Thalibari is a market almost on the cusp of the tribal autonomous district council (ADC) and the non-tribal part of Mr. Sarkar’s pet Dhanpur Assembly constituency bordering Bangladesh. He is seeking his fifth straight victory from here since 1998.
“The BJP is like the cuckoo that comes in the spring to sing, never to be heard again for the rest of the year. They will try to lure you with cash once so that they can fleece you on behalf of the rich people for the rest of the term,” he says.
Colour symbolism
Mr. Sarkar then tries to drive home the difference between colours – the red of communism that is irrigated with the blood and sweat of the underprivileged and the saffron of fundamentalism that only spills blood.

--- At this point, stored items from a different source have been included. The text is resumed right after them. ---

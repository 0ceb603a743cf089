//! Stability gate: decide between the live pose and the last stable one.
//!
//! A stabilized sample whose confidence meets the threshold is emitted
//! live and becomes the new stable reference. Below the threshold the
//! gate falls back to the stored stable pose/render ("freeze"), or fails
//! outright when nothing stable has been seen yet.
//!
//! The gate itself only holds parameters. The memory it reads and
//! writes is a per-session [`StabilityState`], so concurrent sessions
//! never observe each other's frozen frames.

use std::sync::Arc;

use crate::sampler::PoseSample;
use crate::types::{OverlayError, RgbaImage};

/// A session's freeze memory.
///
/// Both snapshots are immutable and replaced wholesale when a newer
/// frame passes the gate. The pose is recorded when the gate admits it
/// and the render once it is drawn; if drawing fails, the pose is
/// rolled back with [`discard_unrendered_pose`](Self::discard_unrendered_pose)
/// so the two always describe the same frame afterwards.
#[derive(Debug, Clone, Default)]
pub struct StabilityState {
    last_stable_pose: Option<Arc<PoseSample>>,
    last_stable_render: Option<Arc<RgbaImage>>,
    rendered_pose: Option<Arc<PoseSample>>,
    frozen_streak: u32,
}

impl StabilityState {
    /// An empty state: nothing stable seen yet.
    #[must_use]
    pub fn new() -> Self {
        Self::default()
    }

    /// The most recent pose that passed the gate.
    #[must_use]
    pub const fn last_stable_pose(&self) -> Option<&Arc<PoseSample>> {
        self.last_stable_pose.as_ref()
    }

    /// The most recent render whose pose passed the gate.
    #[must_use]
    pub const fn last_stable_render(&self) -> Option<&Arc<RgbaImage>> {
        self.last_stable_render.as_ref()
    }

    /// Consecutive frames served from this state since the last stable
    /// frame.
    #[must_use]
    pub const fn frozen_streak(&self) -> u32 {
        self.frozen_streak
    }

    /// Record a pose that passed the gate, ahead of rendering.
    pub fn record_pose(&mut self, pose: Arc<PoseSample>) {
        self.last_stable_pose = Some(pose);
        self.frozen_streak = 0;
    }

    /// Record a rendered frame together with the pose it was drawn from.
    pub fn record_render(&mut self, pose: Arc<PoseSample>, render: Arc<RgbaImage>) {
        self.rendered_pose = Some(Arc::clone(&pose));
        self.last_stable_pose = Some(pose);
        self.last_stable_render = Some(render);
        self.frozen_streak = 0;
    }

    /// Restore the stable pose to the one behind the stored render,
    /// dropping a pose recorded by the gate that was never drawn.
    pub fn discard_unrendered_pose(&mut self) {
        self.last_stable_pose.clone_from(&self.rendered_pose);
    }

    /// Forget everything.
    pub fn clear(&mut self) {
        *self = Self::default();
    }
}

/// Outcome of gating one stabilized sample.
#[derive(Debug, Clone, PartialEq)]
pub enum GateDecision {
    /// The sample passed; emit it.
    Live(PoseSample),
    /// The sample failed but a stable pose exists; emit that instead.
    Frozen {
        /// The stored stable pose.
        pose: Arc<PoseSample>,
        /// Confidence of the sample that failed the gate.
        confidence: f64,
    },
    /// The sample failed and there is nothing to fall back to.
    Rejected(OverlayError),
}

/// Confidence threshold plus optional freeze timeout.
#[derive(Debug, Clone, Copy, PartialEq)]
pub struct StabilityGate {
    threshold: f64,
    max_frozen_frames: Option<u32>,
}

impl StabilityGate {
    /// Create a gate.
    #[must_use]
    pub const fn new(threshold: f64, max_frozen_frames: Option<u32>) -> Self {
        Self {
            threshold,
            max_frozen_frames,
        }
    }

    /// Whether `confidence` is high enough to pass.
    #[must_use]
    pub fn passes(&self, confidence: f64) -> bool {
        confidence >= self.threshold
    }

    /// Gate a freshly stabilized sample, updating `state` when it passes.
    pub fn admit(&self, state: &mut StabilityState, smoothed: PoseSample) -> GateDecision {
        let confidence = smoothed.confidence;
        if self.passes(confidence) {
            state.record_pose(Arc::new(smoothed.clone()));
            return GateDecision::Live(smoothed);
        }

        match self.fallback_pose(state) {
            Some(pose) => {
                tracing::debug!(
                    confidence,
                    stable_confidence = pose.confidence,
                    streak = state.frozen_streak(),
                    "low confidence, holding last stable pose"
                );
                GateDecision::Frozen { pose, confidence }
            }
            None => GateDecision::Rejected(OverlayError::LowConfidence { confidence }),
        }
    }

    /// Serve one frozen frame from the stored stable pose.
    ///
    /// Counts towards the freeze timeout. Returns `None` when no stable
    /// pose is stored or the timeout just expired.
    pub fn fallback_pose(&self, state: &mut StabilityState) -> Option<Arc<PoseSample>> {
        let pose = state
            .last_stable_pose()
            .filter(|p| self.passes(p.confidence))
            .cloned()?;
        self.tick(state).then_some(pose)
    }

    /// Serve one frozen frame from the stored stable render.
    ///
    /// `count_frame` is `false` when the frame was already counted by
    /// [`fallback_pose`](Self::fallback_pose) upstream.
    pub fn fallback_render(
        &self,
        state: &mut StabilityState,
        count_frame: bool,
    ) -> Option<Arc<RgbaImage>> {
        let render = state.last_stable_render().cloned()?;
        if count_frame && !self.tick(state) {
            return None;
        }
        Some(render)
    }

    /// Advance the frozen streak. Clears `state` and returns `false` once
    /// the streak exceeds the timeout.
    fn tick(&self, state: &mut StabilityState) -> bool {
        state.frozen_streak = state.frozen_streak.saturating_add(1);
        match self.max_frozen_frames {
            Some(max) if state.frozen_streak > max => {
                tracing::warn!(
                    max_frozen_frames = max,
                    "frozen state timed out, dropping stable pose and render"
                );
                state.clear();
                false
            }
            _ => true,
        }
    }
}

The tenor had been similar at Uttar Taibandal and Dakkhin Taibandal earlier in the day, and in Baramura later. “He has been attending an average five public meetings, and he uses a style the people at the grassroots can relate to,” a representative of the daily Desher Katha , the mouthpiece of CPI(M), says.
The style is in contrast to the acerbic tone Mr. Sarkar often adopts in the urban landscape. In Agartala the night before, he was matter-of-fact: “The BJP’s credo is chalo paltai (Let’s change). Do they want to change the peace Tripura has been experiencing, or the performance of the State in various beneficiary schemes? In that case, they want violence and underdevelopment.”
Dhanpur in Sepahijala district is one of the few constituencies in Tripura where three categories of voters — tribal, Bengali Hindus and Muslims — are almost equally distributed. Geographically, about 40% of the constituency falls in the ADC.
“It will be difficult for the BJP to penetrate this seat where the tribal people and Muslims are solidly behind the Left Front,” the party’s district committee member Nakul Malla says.
Mr. Sarkar, who had only two rivals in 2013, is up against two women — Lakshmi Nag Barman of the Congress and Pratima Bhoumik of the BJP — and Jahir Uddin of the Trinamool Congress.
‘Battling two Maniks’
Ms. Bhoumik, who fancies her chances in Dhanpur riding the “change wave”, says she is battling two Maniks — the Chief Minister and returning officer Manik Lal Das, the Additional District Magistrate.
“One Manik (officer) is working for the other Manik (CM) to harass us. We have lodged a complaint against the ADM,” she said.
Mr. Das denied he was being partial. “I am doing my job according to the guidelines of the Election Commission,” he told The Hindu .
Mr. Sarkar is now know as the poorest Chief Minister with a paltry ₹1520 cash in hand and a bank balance of just ₹2410.